Structured Threat Information Expression (STIX™) is a language and serialization format used to exchange cyber threat intelligence (CTI).
STIX enables organizations to share CTI with one another in a consistent and machine readable manner, allowing security communities to better understand what computer-based attacks they are most likely to see and to anticipate and/or respond to those attacks faster and more effectively.
STIX is designed to improve many different capabilities, such as collaborative threat analysis, automated threat exchange, automated detection and response, and more.
What is STIX?
Structured Threat Information Expression (STIX™) is a language and serialization format used to exchange cyber threat intelligence (CTI).
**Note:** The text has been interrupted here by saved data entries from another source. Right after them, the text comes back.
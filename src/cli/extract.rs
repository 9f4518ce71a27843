use crate::archive::{read_archive_file, Archive, ArchiveEntry};
use crate::cli::run_with_threads;
use crate::entry::open_entry;
use crate::error::Result;
use crate::remap::ExtractPattern;
use rayon::prelude::*;
use std::path::{Path, PathBuf};

/// Options for the extract command
#[derive(Debug, Clone, Default)]
pub struct ExtractOptions {
    /// Entry selection pattern; empty extracts everything
    pub pattern: String,
    /// Worker threads; `None` uses every available core
    pub threads: Option<usize>,
}

/// What an extraction did
#[derive(Debug, Clone, Default, PartialEq, Eq)]
pub struct ExtractReport {
    /// Files written, in archive order
    pub written: Vec<PathBuf>,
    /// Names of matching entries that could not be restored
    pub skipped: Vec<String>,
    /// Entries that did not match the pattern
    pub unmatched: usize,
    /// Written files whose decryption had to reduce values modulo 256
    pub lossy: usize,
}

/// Restore the entries of `archive` matching `options.pattern` under `output_root`.
///
/// Entries are decoded in parallel and written sequentially in archive order.
/// A failure on one entry is logged and that entry skipped; only an invalid
/// pattern aborts the extraction.
pub fn extract_archive(
    archive: &Archive,
    output_root: &Path,
    options: &ExtractOptions,
) -> Result<ExtractReport> {
    let pattern = ExtractPattern::parse(&options.pattern)?;
    let mut report = ExtractReport::default();

    let mut selected: Vec<(&ArchiveEntry, PathBuf)> = Vec::new();
    for entry in &archive.entries {
        if !pattern.matches(&entry.name) {
            tracing::debug!(name = %entry.name, pattern = pattern.as_str(), "skipped, does not match");
            report.unmatched += 1;
            continue;
        }
        match pattern.output_path(output_root, &entry.name) {
            Some(path) => selected.push((entry, path)),
            None => {
                tracing::warn!(name = %entry.name, "skipping entry with unsafe path");
                report.skipped.push(entry.name.clone());
            }
        }
    }

    let private = archive.keys.private;
    let decoded = run_with_threads(options.threads, || {
        Ok(selected
            .par_iter()
            .map(|(entry, _)| open_entry(entry, &private))
            .collect::<Vec<_>>())
    })?;

    for ((entry, path), result) in selected.iter().zip(decoded) {
        let restored = match result {
            Ok(restored) => restored,
            Err(e) => {
                tracing::warn!(name = %entry.name, error = %e, "failed to restore entry");
                report.skipped.push(entry.name.clone());
                continue;
            }
        };

        if restored.is_lossy() {
            tracing::warn!(
                name = %entry.name,
                truncated = restored.truncated,
                "entry restored lossily; private key does not match ciphertext"
            );
            report.lossy += 1;
        }

        if let Err(e) = write_output(path, &restored.data) {
            tracing::warn!(name = %entry.name, path = %path.display(), error = %e, "failed to write entry");
            report.skipped.push(entry.name.clone());
            continue;
        }

        tracing::info!(name = %entry.name, path = %path.display(), "extracted");
        report.written.push(path.clone());
    }

    Ok(report)
}

fn write_output(path: &Path, data: &[u8]) -> Result<()> {
    if let Some(parent) = path.parent() {
        if !parent.as_os_str().is_empty() && !parent.exists() {
            tracing::debug!(dir = %parent.display(), "creating directory");
            std::fs::create_dir_all(parent)?;
        }
    }
    std::fs::write(path, data)?;
    Ok(())
}

/// Load the archive at `input` and extract it under `output_root`
pub fn extract_from_file(
    input: &Path,
    output_root: &Path,
    options: &ExtractOptions,
) -> Result<ExtractReport> {
    let archive = read_archive_file(input)?;
    extract_archive(&archive, output_root, options)
}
STIX is open source and free allowing those interested to contribute and ask questions freely.
Why should you care?
Contributing and ingesting CTI becomes a lot easier. With STIX, all aspects of suspicion, compromise and attribution can be represented clearly with objects and descriptive relationships. STIX information can be visually represented for an analyst or stored as JSON to be quickly machine readible. STIX’s openness allows for integration into existing tools and products or utilized for your specific analyst or network needs.
The OASIS Cyber Threat Intelligence (CTI) TC supports automated information sharing for cybersecurity situational awareness, real-time network defense, and sophisticated threat analysis.